Album Review: “Songs From The Big Chair” 1985 By Tears For Fears
Tears for Fears in Songs from the Big Chair - Tears for Fears / Youtube
The English pop-rock act dominated the mid-80s with the release of their second album, Songs From the Big Chair. While their debut album concerned themselves with bearing personal crosses, Songs From the Big Chair had the band channel their perspective outwards, almost acting as redemption from the previous release’s anguish.
It also saw the album veering away from the synthetic pop style they were known for into a more mature and complex playing field in the genre. Songs From the Big Chair invoked the masses by drawing on their own feelings, making the record an effective way to rally up emotions from a waiting crowd. The opening track “Shout” is a call to arms to release whatever was welling within and uses a march-like progression to great effect. “Mothers Talk” uses paranoia as a statement to fuel its brilliant pop arrangement, while “Working Hour” puts Orzabal’s vocals to the test and succeeds while doing so, accompanied by instrumental vibrance that can only be topped by the other charting singles on the record.

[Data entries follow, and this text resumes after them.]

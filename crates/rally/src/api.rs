//! `GameApi`: one typed method per game command.
//!
//! Every method builds the command's parameter object from domain values,
//! sends it through [`GameClient::call`], and shapes the answer. The
//! methods fall into four groups:
//!
//! - **Commands** return `()` once the server accepts them.
//! - **Queries** deserialize `data` into a typed struct.
//! - **Checks** return `bool`. A few map a documented server error to
//!   `false` instead of failing (see each method).
//! - **Wait helpers** issue commands, then poll with a caller-supplied
//!   [`PollConfig`] and report whether the goal was reached in time.

use std::ops::Range;
use std::time::Duration;

use rally_client::{ClientConfig, GameClient, Transport};
use rally_poll::{PollConfig, poll_until};
use rally_transport::TcpTransport;
use serde::de::DeserializeOwned;
use serde_json::{Value, json};
use tracing::{debug, warn};

use crate::deps;
use crate::domain::{
    Actor, ActorId, ActorTargets, FACTION_OWN, Location, PathMethod, ProductionAction, QueueType,
    Restraint, TargetsQuery, WaitId,
};
use crate::payload::{
    ActorsData, AttackData, AttributeReport, CanProduceData, FogData, MapInfo, PathData,
    PlayerBaseInfo, ProduceData, ProductionQueue, ScreenInfo, ScreenInfoData, WaitInfoData, parse,
};
use crate::RallyError;

/// Upper bound on how many ids [`GameApi::discover_actors_by_id_scan`]
/// will probe in one call.
pub const MAX_ID_SCAN_SPAN: u64 = 1_000;

/// Type name the server uses for the mobile construction vehicle.
pub const MCV_TYPE: &str = "mcv";

/// Typed client for the game-control server.
///
/// Cheap to share: it holds only the client configuration, and every call
/// opens its own connection.
#[derive(Debug, Clone)]
pub struct GameApi<T = TcpTransport> {
    client: GameClient<T>,
}

impl GameApi<TcpTransport> {
    /// Creates a TCP-backed API from `config`.
    pub fn new(config: ClientConfig) -> Self {
        Self::from_client(GameClient::new(config))
    }
}

impl<T: Transport> From<GameClient<T>> for GameApi<T> {
    fn from(client: GameClient<T>) -> Self {
        Self::from_client(client)
    }
}
//! TCP transport implementation using `tokio::net`.

use tokio::io::{AsyncReadExt, AsyncWriteExt};
use tokio::net::TcpStream;
use tokio::time::timeout;

use crate::{AttemptId, Transport, TransportConfig, TransportError};

/// A [`Transport`] that opens one TCP connection per round trip.
///
/// The stream is owned by the `round_trip` future, so it is closed when
/// that future finishes, fails, or is dropped mid-flight.
#[derive(Debug, Clone, Default)]
pub struct TcpTransport {
    config: TransportConfig,
}

impl TcpTransport {
    /// Creates a transport with the given timeouts.
    pub fn new(config: TransportConfig) -> Self {
        Self {
            config: config.validated(),
        }
    }

    /// Returns the active configuration.
    pub fn config(&self) -> &TransportConfig {
        &self.config
    }

    async fn connect(
        &self,
        addr: &str,
    ) -> Result<TcpStream, TransportError> {
        match timeout(self.config.connect_timeout, TcpStream::connect(addr))
            .await
        {
            Ok(Ok(stream)) => Ok(stream),
            Ok(Err(source)) => Err(TransportError::ConnectFailed {
                addr: addr.to_string(),
                source,
            }),
            Err(_) => Err(TransportError::ConnectTimeout {
                addr: addr.to_string(),
                timeout: self.config.connect_timeout,
            }),
        }
    }

    /// Reads until the peer closes or a read stalls past the read timeout.
    async fn read_to_close(
        &self,
        stream: &mut TcpStream,
        id: AttemptId,
    ) -> Result<Vec<u8>, TransportError> {
        let mut response = Vec::new();
        let mut chunk = vec![0u8; self.config.read_chunk_size];

        loop {
            match timeout(self.config.read_timeout, stream.read(&mut chunk))
                .await
            {
                Ok(Ok(0)) => break,
                Ok(Ok(n)) => {
                    response.extend_from_slice(&chunk[..n]);
                    tracing::trace!(%id, n, total = response.len(), "read chunk");
                }
                Ok(Err(e)) => return Err(TransportError::ReceiveFailed(e)),
                Err(_) if response.is_empty() => {
                    return Err(TransportError::ReadTimeout {
                        timeout: self.config.read_timeout,
                    });
                }
                Err(_) => {
                    // The peer went quiet without closing; keep what we have.
                    tracing::debug!(
                        %id,
                        bytes = response.len(),
                        "read stalled after partial response, treating as complete"
                    );
                    break;
                }
            }
        }

        Ok(response)
    }
}

impl Transport for TcpTransport {
    async fn round_trip(
        &self,
        addr: &str,
        request: &[u8],
    ) -> Result<Vec<u8>, TransportError> {
        let id = AttemptId::next();
        let mut stream = self.connect(addr).await?;
        tracing::debug!(%id, addr, bytes = request.len(), "connected, sending request");

        match timeout(self.config.write_timeout, stream.write_all(request)).await {
            Ok(Ok(())) => {}
            Ok(Err(e)) => return Err(TransportError::SendFailed(e)),
            Err(_) => {
                return Err(TransportError::SendTimeout {
                    timeout: self.config.write_timeout,
                });
            }
        }

        let response = self.read_to_close(&mut stream, id).await?;
        tracing::debug!(%id, bytes = response.len(), "response received");
        Ok(response)
    }
}
//! Unified error type for the Rally facade.

use rally_client::{ClientError, ServerError};

/// Top-level error that wraps everything a facade call can fail with.
///
/// Client failures (transport, protocol, server) pass through unchanged;
/// the facade adds one failure of its own, a `data` payload that doesn't
/// have the shape the command promises.
#[derive(Debug, thiserror::Error)]
pub enum RallyError {
    /// The request failed below the facade.
    #[error(transparent)]
    Client(#[from] ClientError),

    /// The server answered successfully but `data` is missing a required
    /// field or has the wrong type.
    #[error("{command} returned malformed data: {reason}")]
    MalformedPayload { command: String, reason: String },
}

impl RallyError {
    /// Returns the server error, if the server is the one that refused.
    pub fn server_error(&self) -> Option<&ServerError> {
        match self {
            RallyError::Client(e) => e.server_error(),
            RallyError::MalformedPayload { .. } => None,
        }
    }

    /// Returns `true` if the server answered with `COMMAND_EXECUTION_ERROR`.
    pub fn is_command_execution_error(&self) -> bool {
        matches!(self, RallyError::Client(e) if e.is_command_execution_error())
    }

    /// A short code naming the failure kind.
    pub fn code(&self) -> &str {
        match self {
            RallyError::Client(e) => e.code(),
            RallyError::MalformedPayload { .. } => "MALFORMED_PAYLOAD",
        }
    }
}

#[cfg(test)]
mod tests {
    use std::time::Duration;

    use rally_client::TransportError;
    use rally_protocol::COMMAND_EXECUTION_ERROR;

    use super::*;

    #[test]
    fn test_from_client_error_is_transparent() {
        let client = ClientError::Connection {
            attempts: 3,
            last: TransportError::ReadTimeout { timeout: Duration::from_secs(10) },
        };
        let text = client.to_string();
        let err: RallyError = client.into();
        assert!(matches!(err, RallyError::Client(_)));
        assert_eq!(err.to_string(), text);
        assert_eq!(err.code(), "CONNECTION_ERROR");
    }

    #[test]
    fn test_command_execution_error_passes_through() {
        let err: RallyError = ClientError::Server(ServerError {
            command: "attack".into(),
            code: COMMAND_EXECUTION_ERROR.into(),
            message: "target not reachable".into(),
            details: None,
        })
        .into();
        assert!(err.is_command_execution_error());
        assert_eq!(err.server_error().map(|e| e.command.as_str()), Some("attack"));
    }

    #[test]
    fn test_malformed_payload() {
        let err = RallyError::MalformedPayload {
            command: "query_path".into(),
            reason: "missing field `path`".into(),
        };
        assert_eq!(err.code(), "MALFORMED_PAYLOAD");
        assert!(err.server_error().is_none());
        assert!(!err.is_command_execution_error());
        assert!(err.to_string().contains("query_path"));
    }
}
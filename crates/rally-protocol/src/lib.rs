//! Wire protocol for Rally.
//!
//! This crate defines what the client and the game server say to each
//! other:
//!
//! - **Types** ([`RequestEnvelope`], [`ResponseEnvelope`], [`RequestId`],
//!   [`Language`]): the envelopes that travel on the wire.
//! - **Codec** ([`Codec`] trait, [`JsonCodec`]): turns envelopes into bytes
//!   and back.
//! - **Errors** ([`ProtocolError`]): failures while encoding a request or
//!   reading a response.
//!
//! # Architecture
//!
//! The protocol layer sits between transport (raw bytes) and the client
//! (correlation and retry). It knows nothing about sockets, only
//! how to build and read envelopes.
//!
//! ```text
//! Transport (bytes) → Protocol (envelopes) → Client (correlate, retry)
//! ```

mod codec;
mod error;
mod types;

pub use codec::{Codec, JsonCodec};
pub use error::ProtocolError;
pub use types::{
    API_VERSION, COMMAND_EXECUTION_ERROR, Language, RequestEnvelope, RequestId,
    ResponseEnvelope, ServerErrorBody,
};
//! Transport layer for Rally.
//!
//! Provides the [`Transport`] trait that abstracts one request/response
//! exchange with the game server, and [`TcpTransport`], the stream-socket
//! implementation.
//!
//! The game server speaks a very small discipline: one connection per
//! request, no framing, and the end of the response is signalled by the
//! server closing the connection. So a transport never keeps a socket
//! around between calls.

mod error;
mod tcp;

pub use error::TransportError;
pub use tcp::TcpTransport;

use std::fmt;
use std::future::Future;
use std::sync::atomic::{AtomicU64, Ordering};
use std::time::Duration;

/// Counter for generating unique attempt IDs.
static NEXT_ATTEMPT_ID: AtomicU64 = AtomicU64::new(1);

/// Opaque identifier for one connection attempt, used in logs.
#[derive(Debug, Clone, Copy, PartialEq, Eq, Hash)]
pub struct AttemptId(u64);

impl AttemptId {
    /// Creates a new `AttemptId` from a raw `u64`.
    pub fn new(id: u64) -> Self {
        Self(id)
    }

    /// Allocates the next process-unique attempt ID.
    pub fn next() -> Self {
        Self(NEXT_ATTEMPT_ID.fetch_add(1, Ordering::Relaxed))
    }

    /// Returns the underlying `u64` value.
    pub fn into_inner(self) -> u64 {
        self.0
    }
}

impl fmt::Display for AttemptId {
    fn fmt(&self, f: &mut fmt::Formatter<'_>) -> fmt::Result {
        write!(f, "attempt-{}", self.0)
    }
}

// ---------------------------------------------------------------------------
// Configuration
// ---------------------------------------------------------------------------

/// Timeouts and buffer sizing for a single round trip.
#[derive(Debug, Clone, PartialEq, Eq)]
pub struct TransportConfig {
    /// Upper bound on establishing the connection.
    pub connect_timeout: Duration,
    /// Upper bound on writing the whole request.
    pub write_timeout: Duration,
    /// Upper bound on any single read. A read that stalls this long ends
    /// the response (or fails the call if nothing has arrived yet).
    pub read_timeout: Duration,
    /// Size of the buffer handed to each read.
    pub read_chunk_size: usize,
}

impl Default for TransportConfig {
    fn default() -> Self {
        Self {
            connect_timeout: Duration::from_secs(10),
            write_timeout: Duration::from_secs(10),
            read_timeout: Duration::from_secs(10),
            read_chunk_size: 4096,
        }
    }
}

impl TransportConfig {
    /// Smallest accepted timeout. Zero would make every call fail.
    pub const MIN_TIMEOUT: Duration = Duration::from_millis(1);

    /// Clamp any out-of-range values so the config is safe to use.
    pub fn validated(mut self) -> Self {
        self.connect_timeout = self.connect_timeout.max(Self::MIN_TIMEOUT);
        self.write_timeout = self.write_timeout.max(Self::MIN_TIMEOUT);
        self.read_timeout = self.read_timeout.max(Self::MIN_TIMEOUT);
        if self.read_chunk_size == 0 {
            tracing::warn!("read_chunk_size of 0 is unusable, using 4096");
            self.read_chunk_size = 4096;
        }
        self
    }
}

// ---------------------------------------------------------------------------
// Transport trait
// ---------------------------------------------------------------------------

/// Performs one request/response exchange with a peer.
///
/// Implementations must open a fresh connection for every call and must
/// release it on every exit path. [`TcpTransport`] is the real one; tests
/// substitute scripted fakes.
pub trait Transport: Send + Sync + 'static {
    /// Sends `request` to `addr` and returns every byte the peer sent back
    /// before closing the connection.
    fn round_trip(
        &self,
        addr: &str,
        request: &[u8],
    ) -> impl Future<Output = Result<Vec<u8>, TransportError>> + Send;
}

#[cfg(test)]
mod tests {
    use super::*;

    #[test]
    fn test_attempt_id_new_and_into_inner() {
        let id = AttemptId::new(42);
        assert_eq!(id.into_inner(), 42);
    }

    #[test]
    fn test_attempt_id_display() {
        assert_eq!(AttemptId::new(7).to_string(), "attempt-7");
    }

    #[test]
    fn test_attempt_id_next_is_unique() {
        let a = AttemptId::next();
        let b = AttemptId::next();
        assert_ne!(a, b);
        assert!(b.into_inner() > a.into_inner());
    }

    #[test]
    fn test_default_config_matches_reference_timeouts() {
        let cfg = TransportConfig::default();
        assert_eq!(cfg.connect_timeout, Duration::from_secs(10));
        assert_eq!(cfg.write_timeout, Duration::from_secs(10));
        assert_eq!(cfg.read_timeout, Duration::from_secs(10));
        assert_eq!(cfg.read_chunk_size, 4096);
    }

    #[test]
    fn test_validated_clamps_zero_values() {
        let cfg = TransportConfig {
            connect_timeout: Duration::ZERO,
            write_timeout: Duration::ZERO,
            read_timeout: Duration::ZERO,
            read_chunk_size: 0,
        }
        .validated();
        assert_eq!(cfg.connect_timeout, TransportConfig::MIN_TIMEOUT);
        assert_eq!(cfg.write_timeout, TransportConfig::MIN_TIMEOUT);
        assert_eq!(cfg.read_timeout, TransportConfig::MIN_TIMEOUT);
        assert_eq!(cfg.read_chunk_size, 4096);
    }

    #[test]
    fn test_timeouts_are_classified() {
        let err = TransportError::ReadTimeout {
            timeout: Duration::from_secs(1),
        };
        assert!(err.is_timeout());

        let err = TransportError::SendTimeout {
            timeout: Duration::from_secs(1),
        };
        assert!(err.is_timeout());

        let err = TransportError::SendFailed(std::io::Error::new(
            std::io::ErrorKind::BrokenPipe,
            "pipe",
        ));
        assert!(!err.is_timeout());
    }
}
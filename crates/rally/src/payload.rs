//! Typed shapes of the `data` member, one per command.
//!
//! Each query deserializes the server's `data` into one of these structs.
//! Fields that identify something (actor ids, positions, item names) are
//! required and a missing one is a [`RallyError::MalformedPayload`].
//! Purely informational numbers and flags default to 0 / `false`.

use serde::Deserialize;
use serde::de::DeserializeOwned;
use serde_json::{Map, Value};

use crate::domain::{Actor, ActorId, Location, WaitId};
use crate::RallyError;

/// Deserializes `data` for `command`. An absent `data` member reads as an
/// empty object, so structs whose fields all have defaults still succeed.
pub(crate) fn parse<T: DeserializeOwned>(command: &str, data: Option<Value>) -> Result<T, RallyError> {
    let data = data.unwrap_or_else(|| Value::Object(Map::new()));
    serde_json::from_value(data).map_err(|e| RallyError::MalformedPayload {
        command: command.to_string(),
        reason: e.to_string(),
    })
}

// ---------------------------------------------------------------------------
// Actors and paths
// ---------------------------------------------------------------------------

/// One entry of `query_actor`'s `actors` array.
#[derive(Debug, Deserialize)]
#[serde(rename_all = "camelCase")]
pub(crate) struct ActorRecord {
    id: ActorId,
    #[serde(rename = "type")]
    kind: String,
    faction: String,
    position: Location,
    hp: i64,
    max_hp: i64,
}

impl From<ActorRecord> for Actor {
    fn from(record: ActorRecord) -> Self {
        Actor {
            id: record.id,
            kind: record.kind,
            faction: record.faction,
            position: record.position,
            hp_percent: hp_percent(record.hp, record.max_hp),
        }
    }
}

/// Whole-number health percentage, `-1` when there is no maximum.
pub(crate) fn hp_percent(hp: i64, max_hp: i64) -> i64 {
    if max_hp > 0 {
        (hp.saturating_mul(100)).div_euclid(max_hp)
    } else {
        -1
    }
}

#[derive(Debug, Deserialize)]
pub(crate) struct ActorsData {
    #[serde(default)]
    pub(crate) actors: Vec<ActorRecord>,
}

#[derive(Debug, Deserialize)]
pub(crate) struct PathData {
    pub(crate) path: Vec<Location>,
}

// ---------------------------------------------------------------------------
// Production
// ---------------------------------------------------------------------------

#[derive(Debug, Deserialize)]
pub(crate) struct CanProduceData {
    #[serde(rename = "canProduce", default)]
    pub(crate) can_produce: bool,
}

#[derive(Debug, Deserialize)]
pub(crate) struct ProduceData {
    #[serde(rename = "waitId", default)]
    pub(crate) wait_id: Option<WaitId>,
}

#[derive(Debug, Deserialize)]
pub(crate) struct WaitInfoData {
    /// `"success"` once the task has finished.
    #[serde(rename = "waitStatus", default)]
    pub(crate) wait_status: Option<String>,
    #[serde(default)]
    pub(crate) status: bool,
}

impl WaitInfoData {
    pub(crate) fn succeeded(&self) -> bool {
        self.wait_status.as_deref() == Some("success")
    }
}

/// State of one item in a production queue.
#[derive(Debug, Clone, Copy, PartialEq, Eq, Deserialize)]
#[serde(rename_all = "snake_case")]
pub enum QueueItemStatus {
    Completed,
    Paused,
    /// Being built: the head of the queue.
    InProgress,
    /// Queued behind the head.
    Waiting,
}

/// One entry in a production queue.
#[derive(Debug, Clone, PartialEq, Deserialize)]
pub struct QueueItem {
    /// Internal item name.
    pub name: String,
    /// Localized display name.
    #[serde(rename = "chineseName", default)]
    pub display_name: Option<String>,
    #[serde(default)]
    pub remaining_time: i64,
    #[serde(default)]
    pub total_time: i64,
    #[serde(default)]
    pub remaining_cost: i64,
    #[serde(default)]
    pub total_cost: i64,
    #[serde(default)]
    pub paused: bool,
    #[serde(default)]
    pub done: bool,
    #[serde(default)]
    pub progress_percent: f64,
    /// The building that owns this queue slot.
    #[serde(default)]
    pub owner_actor_id: Option<ActorId>,
    pub status: QueueItemStatus,
}

/// Answer to `query_production_queue`.
#[derive(Debug, Clone, PartialEq, Deserialize)]
pub struct ProductionQueue {
    #[serde(default)]
    pub queue_type: String,
    #[serde(default)]
    pub queue_items: Vec<QueueItem>,
    /// A finished item is waiting to be placed.
    #[serde(default)]
    pub has_ready_item: bool,
}

impl ProductionQueue {
    /// Items whose display or internal name is `name`.
    pub fn items_named<'a>(&'a self, name: &'a str) -> impl Iterator<Item = &'a QueueItem> + 'a {
        self.queue_items
            .iter()
            .filter(move |item| item.name == name || item.display_name.as_deref() == Some(name))
    }
}

// ---------------------------------------------------------------------------
// Combat
// ---------------------------------------------------------------------------

#[derive(Debug, Deserialize)]
pub(crate) struct AttackData {
    #[serde(default)]
    pub(crate) status: i64,
}

/// Attributes the server reports for one queried actor.
#[derive(Debug, Clone, PartialEq, Deserialize)]
pub struct UnitAttributes {
    /// Actors currently inside this unit's attack range.
    #[serde(default)]
    pub targets: Vec<ActorId>,
    /// Everything else the server sent, untouched.
    #[serde(flatten)]
    pub other: Map<String, Value>,
}

/// Answer to `unit_attribute_query`.
#[derive(Debug, Clone, PartialEq, Deserialize)]
pub struct AttributeReport {
    #[serde(default)]
    pub attributes: Vec<UnitAttributes>,
}

impl AttributeReport {
    /// Every actor in range of any queried unit, in report order.
    pub fn targets_in_range(&self) -> Vec<ActorId> {
        self.attributes
            .iter()
            .flat_map(|a| a.targets.iter().copied())
            .collect()
    }
}

// ---------------------------------------------------------------------------
// Map, fog, base, screen
// ---------------------------------------------------------------------------

#[derive(Debug, Deserialize)]
pub(crate) struct FogData {
    #[serde(rename = "IsVisible", default)]
    pub(crate) is_visible: bool,
    #[serde(rename = "IsExplored", default)]
    pub(crate) is_explored: bool,
}

/// Answer to `map_query`. Grids are indexed `[x][y]`.
#[derive(Debug, Clone, PartialEq, Deserialize)]
pub struct MapInfo {
    #[serde(rename = "MapWidth")]
    pub width: i32,
    #[serde(rename = "MapHeight")]
    pub height: i32,
    #[serde(rename = "Height", default)]
    pub elevation: Vec<Vec<i64>>,
    #[serde(rename = "IsVisible", default)]
    pub visible: Vec<Vec<bool>>,
    #[serde(rename = "IsExplored", default)]
    pub explored: Vec<Vec<bool>>,
    #[serde(rename = "Terrain", default)]
    pub terrain: Vec<Vec<String>>,
    #[serde(rename = "ResourcesType", default)]
    pub resources_type: Vec<Vec<String>>,
    #[serde(rename = "Resources", default)]
    pub resources: Vec<Vec<i64>>,
}

impl MapInfo {
    /// Whether `location` lies inside the map.
    pub fn contains(&self, location: Location) -> bool {
        (0..self.width).contains(&location.x) && (0..self.height).contains(&location.y)
    }

    /// Explored flag at `location`, `None` outside the reported grid.
    pub fn is_explored(&self, location: Location) -> Option<bool> {
        cell(&self.explored, location).copied()
    }

    /// Visibility flag at `location`, `None` outside the reported grid.
    pub fn is_visible(&self, location: Location) -> Option<bool> {
        cell(&self.visible, location).copied()
    }

    /// Unexplored cells within Manhattan distance `max_distance` of
    /// `center`, excluding `center` itself, in row-major scan order.
    ///
    /// Cells outside the map or missing from the explored grid are skipped.
    pub fn unexplored_near(&self, center: Location, max_distance: u32) -> Vec<Location> {
        let r = i32::try_from(max_distance).unwrap_or(i32::MAX);
        let mut found = Vec::new();
        for dx in -r..=r {
            for dy in -r..=r {
                if (dx == 0 && dy == 0) || dx.unsigned_abs() + dy.unsigned_abs() > max_distance {
                    continue;
                }
                let here = Location::new(center.x.saturating_add(dx), center.y.saturating_add(dy));
                if self.contains(here) && self.is_explored(here) == Some(false) {
                    found.push(here);
                }
            }
        }
        found
    }
}

fn cell<T>(grid: &[Vec<T>], location: Location) -> Option<&T> {
    let x = usize::try_from(location.x).ok()?;
    let y = usize::try_from(location.y).ok()?;
    grid.get(x)?.get(y)
}

/// Answer to `player_baseinfo_query`. `cash + resources` is the money the
/// player can spend.
#[derive(Debug, Clone, Copy, PartialEq, Eq, Default, Deserialize)]
pub struct PlayerBaseInfo {
    #[serde(rename = "Cash", default)]
    pub cash: i64,
    #[serde(rename = "Resources", default)]
    pub resources: i64,
    /// Spare power: provided minus drained.
    #[serde(rename = "Power", default)]
    pub power: i64,
    #[serde(rename = "PowerDrained", default)]
    pub power_drained: i64,
    #[serde(rename = "PowerProvided", default)]
    pub power_provided: i64,
}

/// A screen-space point; this command spells its keys in upper case.
#[derive(Debug, Deserialize)]
struct ScreenPoint {
    #[serde(rename = "X")]
    x: i32,
    #[serde(rename = "Y")]
    y: i32,
}

impl From<ScreenPoint> for Location {
    fn from(p: ScreenPoint) -> Self {
        Location::new(p.x, p.y)
    }
}

#[derive(Debug, Deserialize)]
#[serde(rename_all = "PascalCase")]
pub(crate) struct ScreenInfoData {
    screen_min: ScreenPoint,
    screen_max: ScreenPoint,
    #[serde(default)]
    is_mouse_on_screen: bool,
    mouse_position: ScreenPoint,
}

/// What part of the map the player is looking at.
#[derive(Debug, Clone, Copy, PartialEq, Eq)]
pub struct ScreenInfo {
    /// Top-left corner.
    pub screen_min: Location,
    /// Bottom-right corner.
    pub screen_max: Location,
    pub is_mouse_on_screen: bool,
    pub mouse_position: Location,
}

impl From<ScreenInfoData> for ScreenInfo {
    fn from(data: ScreenInfoData) -> Self {
        Self {
            screen_min: data.screen_min.into(),
            screen_max: data.screen_max.into(),
            is_mouse_on_screen: data.is_mouse_on_screen,
            mouse_position: data.mouse_position.into(),
        }
    }
}
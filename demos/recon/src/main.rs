//! Connects to a running game, prints the player's economy and every own
//! actor, then points the camera at the first one.
//!
//! ```text
//! RALLY_HOST=127.0.0.1 RALLY_PORT=7445 RALLY_LANG=en RUST_LOG=rally_client=debug \
//!     cargo run -p recon
//! ```

use std::env;

use rally::client::DEFAULT_PORT;
use rally::prelude::*;

fn builder_from_env() -> Result<ClientBuilder, Box<dyn std::error::Error>> {
    let mut builder = GameClient::builder();
    if let Ok(host) = env::var("RALLY_HOST") {
        builder = builder.host(host);
    }
    let port = match env::var("RALLY_PORT") {
        Ok(port) => port.parse()?,
        Err(_) => DEFAULT_PORT,
    };
    builder = builder.port(port);
    if let Ok(lang) = env::var("RALLY_LANG") {
        builder = builder.language(lang.parse::<Language>()?);
    }
    Ok(builder)
}

#[tokio::main]
async fn main() -> Result<(), Box<dyn std::error::Error>> {
    tracing_subscriber::fmt()
        .with_env_filter(
            tracing_subscriber::EnvFilter::try_from_default_env()
                .unwrap_or_else(|_| "recon=info,rally=info".into()),
        )
        .init();

    let api = GameApi::from_client(builder_from_env()?.build());
    let addr = api.client().addr().to_string();
    if !api.ping().await {
        tracing::error!(%addr, "game server is not answering");
        return Err(format!("no game server at {addr}").into());
    }
    tracing::info!(%addr, "connected");

    let base = api.player_base_info_query().await?;
    println!(
        "money {} (cash {} + resources {}), power {}/{}",
        base.cash + base.resources,
        base.cash,
        base.resources,
        base.power_drained,
        base.power_provided,
    );

    let mut own = api.query_actor(&TargetsQuery::new().faction(FACTION_OWN)).await?;
    own.sort_by_key(|a| a.id);
    for actor in &own {
        println!(
            "{:>6}  {:<8} {:>10}  hp {:>3}%",
            actor.id.into_inner(),
            actor.kind,
            actor.position.to_string(),
            actor.hp_percent,
        );
    }
    println!("{} own actors", own.len());

    if let Some(first) = own.first() {
        api.move_camera_to_actor(first).await?;
    }
    Ok(())
}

“Head Over Heels” is all catchy and jangly and posh while hiding deeper agendas, along with “Everybody Wants To Rule The World”, the ear-candy of a track that would become a pop culture hit and serve to be a great representation of the ’80s music as a whole. Songs From The Big Chair did well to propel Tears for Fears to superstardom, only to be eclipsed by the run of watered-down releases in the future.